MATERIAL PROVIDED:

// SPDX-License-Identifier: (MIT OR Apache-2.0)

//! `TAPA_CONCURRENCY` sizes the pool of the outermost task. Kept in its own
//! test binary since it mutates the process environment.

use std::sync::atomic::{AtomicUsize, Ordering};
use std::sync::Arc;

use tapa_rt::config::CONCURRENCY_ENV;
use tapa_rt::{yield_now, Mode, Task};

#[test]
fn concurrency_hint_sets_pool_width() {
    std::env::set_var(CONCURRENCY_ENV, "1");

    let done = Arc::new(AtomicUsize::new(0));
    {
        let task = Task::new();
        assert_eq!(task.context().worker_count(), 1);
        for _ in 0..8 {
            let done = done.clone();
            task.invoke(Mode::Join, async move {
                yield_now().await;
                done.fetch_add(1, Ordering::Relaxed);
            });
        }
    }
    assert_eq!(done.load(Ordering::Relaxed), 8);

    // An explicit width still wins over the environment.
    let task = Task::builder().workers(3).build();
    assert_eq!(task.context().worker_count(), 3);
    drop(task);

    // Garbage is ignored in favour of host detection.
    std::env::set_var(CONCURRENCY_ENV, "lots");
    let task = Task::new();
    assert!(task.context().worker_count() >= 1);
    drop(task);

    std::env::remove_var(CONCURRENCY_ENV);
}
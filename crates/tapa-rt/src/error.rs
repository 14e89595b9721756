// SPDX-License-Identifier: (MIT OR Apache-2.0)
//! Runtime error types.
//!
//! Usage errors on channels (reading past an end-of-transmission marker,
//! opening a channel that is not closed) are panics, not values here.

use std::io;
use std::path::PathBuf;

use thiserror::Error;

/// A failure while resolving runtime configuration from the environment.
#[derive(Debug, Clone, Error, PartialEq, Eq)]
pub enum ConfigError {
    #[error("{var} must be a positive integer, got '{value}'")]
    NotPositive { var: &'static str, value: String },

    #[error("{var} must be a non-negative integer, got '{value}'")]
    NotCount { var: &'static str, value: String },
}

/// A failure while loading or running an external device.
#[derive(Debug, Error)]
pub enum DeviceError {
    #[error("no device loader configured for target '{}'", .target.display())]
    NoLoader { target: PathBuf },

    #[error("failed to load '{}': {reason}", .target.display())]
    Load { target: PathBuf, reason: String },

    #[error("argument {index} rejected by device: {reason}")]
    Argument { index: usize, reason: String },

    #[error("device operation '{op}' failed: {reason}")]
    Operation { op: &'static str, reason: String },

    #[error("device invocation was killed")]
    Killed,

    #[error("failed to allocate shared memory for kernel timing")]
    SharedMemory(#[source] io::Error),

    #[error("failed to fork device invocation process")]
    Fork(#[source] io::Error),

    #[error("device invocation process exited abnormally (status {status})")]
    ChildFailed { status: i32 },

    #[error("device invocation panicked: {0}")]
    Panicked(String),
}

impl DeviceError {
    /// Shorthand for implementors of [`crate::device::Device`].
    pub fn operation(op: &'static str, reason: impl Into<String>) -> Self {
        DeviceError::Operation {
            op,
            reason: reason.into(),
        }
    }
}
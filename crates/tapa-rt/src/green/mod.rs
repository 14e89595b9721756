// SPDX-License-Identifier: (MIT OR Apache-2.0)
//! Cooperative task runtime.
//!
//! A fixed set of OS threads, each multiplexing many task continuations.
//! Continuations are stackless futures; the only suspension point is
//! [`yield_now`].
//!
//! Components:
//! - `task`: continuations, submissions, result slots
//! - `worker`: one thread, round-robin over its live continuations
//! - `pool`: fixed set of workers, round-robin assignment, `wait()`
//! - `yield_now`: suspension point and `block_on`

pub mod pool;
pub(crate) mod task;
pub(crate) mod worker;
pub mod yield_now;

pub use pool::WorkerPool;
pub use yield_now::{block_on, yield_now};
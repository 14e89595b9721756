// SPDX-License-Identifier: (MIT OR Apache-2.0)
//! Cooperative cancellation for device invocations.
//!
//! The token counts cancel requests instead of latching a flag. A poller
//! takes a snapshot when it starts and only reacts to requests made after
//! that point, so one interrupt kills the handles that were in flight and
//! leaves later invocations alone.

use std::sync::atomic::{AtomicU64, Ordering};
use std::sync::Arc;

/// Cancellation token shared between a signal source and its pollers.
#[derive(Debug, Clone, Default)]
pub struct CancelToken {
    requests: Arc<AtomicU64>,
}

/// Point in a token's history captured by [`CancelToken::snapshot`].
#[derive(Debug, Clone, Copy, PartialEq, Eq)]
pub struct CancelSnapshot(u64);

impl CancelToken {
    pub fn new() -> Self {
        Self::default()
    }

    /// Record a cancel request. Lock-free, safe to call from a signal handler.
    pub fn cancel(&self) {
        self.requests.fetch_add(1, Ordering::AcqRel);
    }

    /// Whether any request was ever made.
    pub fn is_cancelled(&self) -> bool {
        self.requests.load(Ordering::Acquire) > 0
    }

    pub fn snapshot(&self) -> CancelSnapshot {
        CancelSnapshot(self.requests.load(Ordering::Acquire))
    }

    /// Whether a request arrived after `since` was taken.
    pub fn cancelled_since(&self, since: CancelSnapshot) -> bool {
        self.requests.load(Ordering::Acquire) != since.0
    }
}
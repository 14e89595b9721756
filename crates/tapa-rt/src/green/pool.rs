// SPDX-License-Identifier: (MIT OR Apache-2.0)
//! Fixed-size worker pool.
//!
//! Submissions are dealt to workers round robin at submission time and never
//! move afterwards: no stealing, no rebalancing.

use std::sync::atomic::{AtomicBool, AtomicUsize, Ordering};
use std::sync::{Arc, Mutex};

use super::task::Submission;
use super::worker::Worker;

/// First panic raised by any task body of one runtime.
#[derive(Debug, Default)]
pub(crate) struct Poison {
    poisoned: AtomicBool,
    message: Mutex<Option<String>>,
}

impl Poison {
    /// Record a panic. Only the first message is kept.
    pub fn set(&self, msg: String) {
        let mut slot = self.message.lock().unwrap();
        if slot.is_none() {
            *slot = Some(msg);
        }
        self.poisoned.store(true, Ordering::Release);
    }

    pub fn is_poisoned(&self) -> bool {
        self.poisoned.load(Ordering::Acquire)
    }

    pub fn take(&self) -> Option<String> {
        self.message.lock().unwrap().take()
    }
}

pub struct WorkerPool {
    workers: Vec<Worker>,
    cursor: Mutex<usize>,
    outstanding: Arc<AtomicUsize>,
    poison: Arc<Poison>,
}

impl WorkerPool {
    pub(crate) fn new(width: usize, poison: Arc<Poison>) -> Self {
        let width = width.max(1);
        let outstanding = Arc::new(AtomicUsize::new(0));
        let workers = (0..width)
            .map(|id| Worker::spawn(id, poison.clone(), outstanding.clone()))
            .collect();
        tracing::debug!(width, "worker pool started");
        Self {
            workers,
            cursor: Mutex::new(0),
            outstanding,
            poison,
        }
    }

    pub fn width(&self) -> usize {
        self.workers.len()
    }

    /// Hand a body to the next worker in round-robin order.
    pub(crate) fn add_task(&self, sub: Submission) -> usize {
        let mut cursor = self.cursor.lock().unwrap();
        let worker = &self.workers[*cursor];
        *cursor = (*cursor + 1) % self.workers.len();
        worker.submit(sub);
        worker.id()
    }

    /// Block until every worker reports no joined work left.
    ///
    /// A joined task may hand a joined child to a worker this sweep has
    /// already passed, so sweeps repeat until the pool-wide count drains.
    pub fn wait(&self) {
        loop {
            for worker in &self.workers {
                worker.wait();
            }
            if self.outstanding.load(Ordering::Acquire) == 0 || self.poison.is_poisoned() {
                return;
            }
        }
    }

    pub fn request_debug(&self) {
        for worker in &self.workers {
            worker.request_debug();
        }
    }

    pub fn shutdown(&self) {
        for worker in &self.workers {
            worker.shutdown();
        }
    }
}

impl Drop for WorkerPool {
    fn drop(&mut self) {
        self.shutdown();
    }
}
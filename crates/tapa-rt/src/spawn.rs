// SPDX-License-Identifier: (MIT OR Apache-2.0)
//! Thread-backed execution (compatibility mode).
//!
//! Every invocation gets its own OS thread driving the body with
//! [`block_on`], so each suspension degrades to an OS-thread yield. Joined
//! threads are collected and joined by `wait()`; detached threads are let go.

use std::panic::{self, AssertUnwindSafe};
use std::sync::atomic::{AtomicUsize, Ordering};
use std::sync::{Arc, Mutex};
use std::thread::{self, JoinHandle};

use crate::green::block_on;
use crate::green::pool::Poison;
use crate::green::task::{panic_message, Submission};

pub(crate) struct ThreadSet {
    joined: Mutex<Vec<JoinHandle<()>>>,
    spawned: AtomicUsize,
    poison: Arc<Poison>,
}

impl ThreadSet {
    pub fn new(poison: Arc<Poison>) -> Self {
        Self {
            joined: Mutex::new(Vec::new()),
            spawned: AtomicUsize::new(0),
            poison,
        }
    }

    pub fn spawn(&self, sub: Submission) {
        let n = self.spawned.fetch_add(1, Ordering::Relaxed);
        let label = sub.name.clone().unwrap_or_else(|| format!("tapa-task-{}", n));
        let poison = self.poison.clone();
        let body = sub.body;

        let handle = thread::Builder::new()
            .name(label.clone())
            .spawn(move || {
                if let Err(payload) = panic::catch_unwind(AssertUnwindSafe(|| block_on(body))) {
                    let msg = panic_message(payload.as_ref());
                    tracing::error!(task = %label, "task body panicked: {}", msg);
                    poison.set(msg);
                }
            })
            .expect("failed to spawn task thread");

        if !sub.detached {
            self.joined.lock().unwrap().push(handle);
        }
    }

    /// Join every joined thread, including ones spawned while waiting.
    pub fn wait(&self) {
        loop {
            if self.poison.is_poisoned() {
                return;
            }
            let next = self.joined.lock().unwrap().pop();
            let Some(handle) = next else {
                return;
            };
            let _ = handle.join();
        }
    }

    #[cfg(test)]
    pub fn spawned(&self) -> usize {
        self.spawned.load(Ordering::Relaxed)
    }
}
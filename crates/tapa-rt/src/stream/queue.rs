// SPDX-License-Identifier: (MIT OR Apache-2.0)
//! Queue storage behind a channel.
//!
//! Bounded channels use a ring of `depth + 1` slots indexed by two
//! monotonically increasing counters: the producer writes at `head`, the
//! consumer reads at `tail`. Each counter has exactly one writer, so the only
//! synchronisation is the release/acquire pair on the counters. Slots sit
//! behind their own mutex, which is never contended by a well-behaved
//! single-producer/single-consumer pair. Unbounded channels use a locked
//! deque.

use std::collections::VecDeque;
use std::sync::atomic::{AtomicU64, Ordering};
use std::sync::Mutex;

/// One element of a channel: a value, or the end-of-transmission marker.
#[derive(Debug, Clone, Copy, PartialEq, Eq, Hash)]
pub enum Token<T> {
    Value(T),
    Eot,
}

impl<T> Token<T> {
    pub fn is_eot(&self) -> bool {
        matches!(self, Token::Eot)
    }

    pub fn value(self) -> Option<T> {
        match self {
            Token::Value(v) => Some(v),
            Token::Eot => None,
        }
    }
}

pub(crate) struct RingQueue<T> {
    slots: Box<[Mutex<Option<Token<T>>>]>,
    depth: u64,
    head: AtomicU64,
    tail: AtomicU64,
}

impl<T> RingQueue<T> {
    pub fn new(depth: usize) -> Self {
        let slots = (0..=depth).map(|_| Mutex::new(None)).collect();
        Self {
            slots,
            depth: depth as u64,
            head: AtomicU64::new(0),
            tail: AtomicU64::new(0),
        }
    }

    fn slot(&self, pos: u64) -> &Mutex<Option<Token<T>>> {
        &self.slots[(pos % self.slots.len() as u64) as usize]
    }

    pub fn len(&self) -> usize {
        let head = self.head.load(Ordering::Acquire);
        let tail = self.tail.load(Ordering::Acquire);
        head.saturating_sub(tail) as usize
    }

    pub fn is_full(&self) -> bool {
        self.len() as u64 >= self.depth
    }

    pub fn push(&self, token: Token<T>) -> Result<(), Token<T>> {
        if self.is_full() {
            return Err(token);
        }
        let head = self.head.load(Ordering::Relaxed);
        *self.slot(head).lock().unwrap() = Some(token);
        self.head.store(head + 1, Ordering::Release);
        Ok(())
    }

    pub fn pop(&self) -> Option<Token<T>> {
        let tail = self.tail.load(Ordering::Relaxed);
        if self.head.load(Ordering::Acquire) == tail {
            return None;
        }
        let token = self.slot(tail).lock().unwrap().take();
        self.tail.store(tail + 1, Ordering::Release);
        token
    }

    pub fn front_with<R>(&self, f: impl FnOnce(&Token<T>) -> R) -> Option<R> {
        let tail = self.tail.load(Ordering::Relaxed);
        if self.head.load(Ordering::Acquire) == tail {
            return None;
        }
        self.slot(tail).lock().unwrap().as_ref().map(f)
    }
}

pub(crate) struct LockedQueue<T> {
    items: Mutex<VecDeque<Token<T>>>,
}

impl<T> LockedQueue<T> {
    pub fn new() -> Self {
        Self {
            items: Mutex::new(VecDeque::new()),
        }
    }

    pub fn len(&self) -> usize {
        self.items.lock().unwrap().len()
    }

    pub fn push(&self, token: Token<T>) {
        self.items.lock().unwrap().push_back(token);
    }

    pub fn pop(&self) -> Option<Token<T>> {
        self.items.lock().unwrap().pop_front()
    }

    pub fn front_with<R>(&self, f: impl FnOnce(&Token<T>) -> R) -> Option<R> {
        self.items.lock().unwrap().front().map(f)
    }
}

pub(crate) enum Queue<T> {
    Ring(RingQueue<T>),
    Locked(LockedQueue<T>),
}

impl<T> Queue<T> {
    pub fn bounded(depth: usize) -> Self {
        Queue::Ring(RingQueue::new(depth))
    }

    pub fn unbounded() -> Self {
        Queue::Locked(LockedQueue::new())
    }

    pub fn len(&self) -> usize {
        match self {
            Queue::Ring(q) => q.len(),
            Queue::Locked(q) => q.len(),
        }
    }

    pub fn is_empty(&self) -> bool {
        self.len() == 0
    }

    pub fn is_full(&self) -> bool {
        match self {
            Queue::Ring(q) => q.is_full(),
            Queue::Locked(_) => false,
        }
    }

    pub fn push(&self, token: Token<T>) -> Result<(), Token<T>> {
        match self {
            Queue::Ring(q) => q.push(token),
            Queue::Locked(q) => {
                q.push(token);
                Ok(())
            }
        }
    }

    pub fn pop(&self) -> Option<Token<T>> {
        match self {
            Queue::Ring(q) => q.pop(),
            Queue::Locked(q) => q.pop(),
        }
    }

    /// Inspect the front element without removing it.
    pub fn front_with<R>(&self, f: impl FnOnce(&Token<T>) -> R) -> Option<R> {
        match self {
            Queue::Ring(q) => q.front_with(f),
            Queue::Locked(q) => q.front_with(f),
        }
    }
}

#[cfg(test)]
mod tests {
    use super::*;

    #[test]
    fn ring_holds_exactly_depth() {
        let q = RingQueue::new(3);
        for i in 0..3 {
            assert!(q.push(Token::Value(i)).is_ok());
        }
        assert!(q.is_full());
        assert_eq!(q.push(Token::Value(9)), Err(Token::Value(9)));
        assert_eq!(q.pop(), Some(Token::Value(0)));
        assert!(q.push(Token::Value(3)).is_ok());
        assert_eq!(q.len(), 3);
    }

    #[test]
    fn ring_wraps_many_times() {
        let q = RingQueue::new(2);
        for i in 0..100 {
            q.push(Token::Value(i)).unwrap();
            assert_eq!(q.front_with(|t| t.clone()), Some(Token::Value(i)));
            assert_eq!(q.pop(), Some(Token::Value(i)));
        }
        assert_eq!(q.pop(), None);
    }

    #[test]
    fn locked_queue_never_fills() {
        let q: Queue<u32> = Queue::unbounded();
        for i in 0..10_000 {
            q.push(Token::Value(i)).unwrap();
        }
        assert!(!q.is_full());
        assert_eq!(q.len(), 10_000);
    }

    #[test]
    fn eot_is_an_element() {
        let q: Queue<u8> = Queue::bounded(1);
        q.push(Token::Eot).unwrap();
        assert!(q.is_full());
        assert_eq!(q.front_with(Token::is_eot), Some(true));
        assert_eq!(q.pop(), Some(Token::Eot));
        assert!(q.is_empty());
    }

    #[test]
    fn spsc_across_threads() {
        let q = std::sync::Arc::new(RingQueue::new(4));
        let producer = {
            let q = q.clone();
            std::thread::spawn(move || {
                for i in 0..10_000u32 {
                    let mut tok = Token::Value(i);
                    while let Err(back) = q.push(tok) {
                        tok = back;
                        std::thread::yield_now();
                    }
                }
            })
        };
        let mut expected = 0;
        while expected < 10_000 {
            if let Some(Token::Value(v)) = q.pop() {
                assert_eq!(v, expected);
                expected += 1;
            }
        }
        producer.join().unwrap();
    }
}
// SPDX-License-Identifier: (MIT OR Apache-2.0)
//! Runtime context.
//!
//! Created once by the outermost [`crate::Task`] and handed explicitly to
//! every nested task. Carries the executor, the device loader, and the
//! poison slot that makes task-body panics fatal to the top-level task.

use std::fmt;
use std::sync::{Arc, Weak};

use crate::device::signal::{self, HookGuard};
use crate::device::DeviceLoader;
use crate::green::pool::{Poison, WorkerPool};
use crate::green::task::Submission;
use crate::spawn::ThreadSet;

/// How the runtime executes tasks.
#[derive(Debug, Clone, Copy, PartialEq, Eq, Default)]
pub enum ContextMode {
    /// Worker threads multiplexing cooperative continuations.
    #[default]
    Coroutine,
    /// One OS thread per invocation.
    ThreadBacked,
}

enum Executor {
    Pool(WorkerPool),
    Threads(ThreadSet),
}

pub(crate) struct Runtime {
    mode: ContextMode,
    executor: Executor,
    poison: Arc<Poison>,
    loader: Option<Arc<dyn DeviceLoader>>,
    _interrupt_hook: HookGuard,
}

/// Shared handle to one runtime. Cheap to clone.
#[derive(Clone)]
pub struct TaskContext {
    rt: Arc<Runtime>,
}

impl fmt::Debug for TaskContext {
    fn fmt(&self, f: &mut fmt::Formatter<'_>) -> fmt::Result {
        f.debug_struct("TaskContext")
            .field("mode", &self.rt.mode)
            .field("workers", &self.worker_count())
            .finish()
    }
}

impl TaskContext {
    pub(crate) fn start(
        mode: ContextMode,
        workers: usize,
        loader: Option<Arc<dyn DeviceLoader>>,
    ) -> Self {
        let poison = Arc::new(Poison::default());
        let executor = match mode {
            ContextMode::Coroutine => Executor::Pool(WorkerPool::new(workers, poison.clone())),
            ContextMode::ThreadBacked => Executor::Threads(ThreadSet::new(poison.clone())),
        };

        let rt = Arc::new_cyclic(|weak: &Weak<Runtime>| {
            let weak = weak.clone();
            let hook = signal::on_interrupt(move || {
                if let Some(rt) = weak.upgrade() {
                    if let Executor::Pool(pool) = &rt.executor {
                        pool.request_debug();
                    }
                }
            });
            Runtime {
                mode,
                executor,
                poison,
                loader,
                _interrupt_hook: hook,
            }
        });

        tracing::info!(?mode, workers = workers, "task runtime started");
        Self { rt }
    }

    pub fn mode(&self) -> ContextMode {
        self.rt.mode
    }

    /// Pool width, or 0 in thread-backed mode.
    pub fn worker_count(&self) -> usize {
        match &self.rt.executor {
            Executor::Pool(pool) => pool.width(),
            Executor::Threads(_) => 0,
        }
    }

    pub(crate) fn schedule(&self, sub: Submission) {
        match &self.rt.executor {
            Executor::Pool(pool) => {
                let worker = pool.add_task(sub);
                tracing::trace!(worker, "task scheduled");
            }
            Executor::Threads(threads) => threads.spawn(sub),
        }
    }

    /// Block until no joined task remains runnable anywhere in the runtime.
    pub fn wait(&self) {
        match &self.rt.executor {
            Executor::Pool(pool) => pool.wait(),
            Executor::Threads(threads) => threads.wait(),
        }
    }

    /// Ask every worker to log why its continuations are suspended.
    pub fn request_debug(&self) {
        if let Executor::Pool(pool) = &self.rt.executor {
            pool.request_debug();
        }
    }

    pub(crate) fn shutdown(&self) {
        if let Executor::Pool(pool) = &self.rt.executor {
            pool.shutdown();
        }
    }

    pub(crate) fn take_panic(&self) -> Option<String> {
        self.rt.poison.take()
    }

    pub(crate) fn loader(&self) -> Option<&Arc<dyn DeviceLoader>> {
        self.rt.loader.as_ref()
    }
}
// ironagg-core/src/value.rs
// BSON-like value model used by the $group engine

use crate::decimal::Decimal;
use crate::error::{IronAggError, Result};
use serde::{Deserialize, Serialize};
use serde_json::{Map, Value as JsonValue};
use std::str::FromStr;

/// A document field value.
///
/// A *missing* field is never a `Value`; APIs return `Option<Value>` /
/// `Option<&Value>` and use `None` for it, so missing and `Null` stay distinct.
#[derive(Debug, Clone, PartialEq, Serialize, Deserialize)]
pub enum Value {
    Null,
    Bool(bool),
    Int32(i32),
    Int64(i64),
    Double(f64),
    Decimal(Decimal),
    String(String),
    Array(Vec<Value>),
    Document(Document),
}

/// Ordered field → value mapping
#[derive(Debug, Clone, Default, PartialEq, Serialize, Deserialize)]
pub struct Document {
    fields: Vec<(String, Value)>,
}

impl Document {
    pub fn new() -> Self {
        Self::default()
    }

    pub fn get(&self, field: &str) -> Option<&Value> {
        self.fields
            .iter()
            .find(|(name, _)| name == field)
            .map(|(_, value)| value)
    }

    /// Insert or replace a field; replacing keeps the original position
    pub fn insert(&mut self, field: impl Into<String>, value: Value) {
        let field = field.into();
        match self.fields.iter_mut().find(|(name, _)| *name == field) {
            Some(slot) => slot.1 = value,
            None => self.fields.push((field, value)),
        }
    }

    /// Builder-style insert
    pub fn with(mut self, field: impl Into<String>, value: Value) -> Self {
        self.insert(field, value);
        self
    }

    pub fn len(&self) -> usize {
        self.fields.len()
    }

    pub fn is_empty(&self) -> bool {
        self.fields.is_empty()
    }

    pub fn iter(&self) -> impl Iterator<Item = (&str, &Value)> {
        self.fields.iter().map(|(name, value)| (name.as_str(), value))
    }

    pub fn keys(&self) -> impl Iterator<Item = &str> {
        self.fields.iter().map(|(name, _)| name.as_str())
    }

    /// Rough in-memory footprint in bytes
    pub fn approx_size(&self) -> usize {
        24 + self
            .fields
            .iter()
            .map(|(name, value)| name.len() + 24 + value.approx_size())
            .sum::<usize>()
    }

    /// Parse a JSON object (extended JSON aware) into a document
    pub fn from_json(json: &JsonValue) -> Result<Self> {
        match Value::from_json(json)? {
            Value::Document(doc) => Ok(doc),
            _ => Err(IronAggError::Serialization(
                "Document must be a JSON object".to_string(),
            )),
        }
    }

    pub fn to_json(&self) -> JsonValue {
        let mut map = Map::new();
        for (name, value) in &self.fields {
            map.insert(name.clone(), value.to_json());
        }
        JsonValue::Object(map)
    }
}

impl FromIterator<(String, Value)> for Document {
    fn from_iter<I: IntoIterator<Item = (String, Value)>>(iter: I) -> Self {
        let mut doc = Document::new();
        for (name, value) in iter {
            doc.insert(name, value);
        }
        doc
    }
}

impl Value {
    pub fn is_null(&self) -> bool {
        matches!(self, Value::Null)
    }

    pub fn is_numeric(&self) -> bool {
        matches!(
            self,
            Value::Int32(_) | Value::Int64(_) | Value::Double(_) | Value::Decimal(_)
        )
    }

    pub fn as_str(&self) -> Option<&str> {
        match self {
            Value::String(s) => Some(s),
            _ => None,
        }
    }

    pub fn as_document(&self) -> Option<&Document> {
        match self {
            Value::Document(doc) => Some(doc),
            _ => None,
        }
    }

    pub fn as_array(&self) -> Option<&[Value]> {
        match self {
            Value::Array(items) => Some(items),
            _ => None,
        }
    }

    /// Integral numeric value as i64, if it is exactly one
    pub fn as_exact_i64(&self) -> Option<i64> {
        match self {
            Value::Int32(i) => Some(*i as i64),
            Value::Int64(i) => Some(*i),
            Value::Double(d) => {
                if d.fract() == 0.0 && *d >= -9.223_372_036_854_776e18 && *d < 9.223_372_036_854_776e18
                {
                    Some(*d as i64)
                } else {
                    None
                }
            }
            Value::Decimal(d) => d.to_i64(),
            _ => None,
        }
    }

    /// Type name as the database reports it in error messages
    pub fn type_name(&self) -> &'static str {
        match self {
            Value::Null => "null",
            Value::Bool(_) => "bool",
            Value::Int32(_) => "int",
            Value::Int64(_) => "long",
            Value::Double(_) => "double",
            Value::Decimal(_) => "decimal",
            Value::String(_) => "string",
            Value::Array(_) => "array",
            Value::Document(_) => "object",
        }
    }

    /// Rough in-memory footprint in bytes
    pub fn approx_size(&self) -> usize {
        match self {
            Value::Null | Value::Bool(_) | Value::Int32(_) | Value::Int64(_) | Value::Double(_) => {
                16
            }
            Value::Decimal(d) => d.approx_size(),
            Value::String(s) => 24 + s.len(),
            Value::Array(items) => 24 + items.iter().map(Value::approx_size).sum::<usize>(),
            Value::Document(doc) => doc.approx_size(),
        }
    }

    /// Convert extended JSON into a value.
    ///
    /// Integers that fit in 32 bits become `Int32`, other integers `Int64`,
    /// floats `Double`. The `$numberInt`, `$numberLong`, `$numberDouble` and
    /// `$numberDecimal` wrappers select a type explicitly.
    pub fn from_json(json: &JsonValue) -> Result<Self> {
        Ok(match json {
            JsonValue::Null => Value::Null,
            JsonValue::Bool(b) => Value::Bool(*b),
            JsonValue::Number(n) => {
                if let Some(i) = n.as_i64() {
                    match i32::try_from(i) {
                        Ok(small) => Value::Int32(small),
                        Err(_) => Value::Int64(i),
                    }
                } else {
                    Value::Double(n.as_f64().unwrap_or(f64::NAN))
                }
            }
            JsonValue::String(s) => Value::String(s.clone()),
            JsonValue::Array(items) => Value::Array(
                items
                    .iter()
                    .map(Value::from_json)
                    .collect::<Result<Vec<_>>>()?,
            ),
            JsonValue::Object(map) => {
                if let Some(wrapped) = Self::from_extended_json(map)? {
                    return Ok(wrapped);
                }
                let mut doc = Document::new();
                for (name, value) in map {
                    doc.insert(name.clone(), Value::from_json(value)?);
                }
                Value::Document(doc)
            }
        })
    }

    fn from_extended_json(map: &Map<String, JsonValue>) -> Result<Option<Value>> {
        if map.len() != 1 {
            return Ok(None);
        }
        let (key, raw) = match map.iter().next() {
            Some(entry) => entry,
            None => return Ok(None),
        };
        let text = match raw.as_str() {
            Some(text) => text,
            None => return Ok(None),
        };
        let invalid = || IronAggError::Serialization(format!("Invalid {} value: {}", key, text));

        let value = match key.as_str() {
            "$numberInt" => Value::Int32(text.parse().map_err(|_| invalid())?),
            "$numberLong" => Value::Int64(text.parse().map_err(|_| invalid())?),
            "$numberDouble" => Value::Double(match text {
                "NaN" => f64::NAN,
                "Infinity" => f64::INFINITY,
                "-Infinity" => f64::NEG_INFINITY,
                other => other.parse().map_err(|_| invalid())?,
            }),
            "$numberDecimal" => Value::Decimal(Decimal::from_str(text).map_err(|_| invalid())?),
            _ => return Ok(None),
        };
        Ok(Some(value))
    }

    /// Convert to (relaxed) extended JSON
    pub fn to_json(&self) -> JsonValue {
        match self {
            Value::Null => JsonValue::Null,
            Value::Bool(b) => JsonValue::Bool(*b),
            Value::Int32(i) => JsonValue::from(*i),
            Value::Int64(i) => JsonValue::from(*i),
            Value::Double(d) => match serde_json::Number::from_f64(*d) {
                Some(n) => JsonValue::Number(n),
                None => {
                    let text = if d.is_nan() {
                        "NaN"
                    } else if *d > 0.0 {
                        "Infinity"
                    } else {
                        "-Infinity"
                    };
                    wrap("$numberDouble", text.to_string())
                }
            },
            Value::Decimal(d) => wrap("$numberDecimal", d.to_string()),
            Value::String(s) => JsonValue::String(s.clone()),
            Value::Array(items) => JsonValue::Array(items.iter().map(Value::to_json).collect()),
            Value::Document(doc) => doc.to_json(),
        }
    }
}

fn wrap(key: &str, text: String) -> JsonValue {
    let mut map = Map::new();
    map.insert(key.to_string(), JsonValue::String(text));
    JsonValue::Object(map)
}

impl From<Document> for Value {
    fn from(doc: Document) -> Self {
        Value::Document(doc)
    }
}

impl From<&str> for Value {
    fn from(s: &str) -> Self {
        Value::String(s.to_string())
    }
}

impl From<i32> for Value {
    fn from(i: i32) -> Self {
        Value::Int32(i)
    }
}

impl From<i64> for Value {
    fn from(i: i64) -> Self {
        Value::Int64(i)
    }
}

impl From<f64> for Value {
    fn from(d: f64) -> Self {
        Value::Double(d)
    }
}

ASSIGNMENT:
Count the lines of the listing above that include the word "tracing" and report the number by itself.

WORKED SOLUTION:
4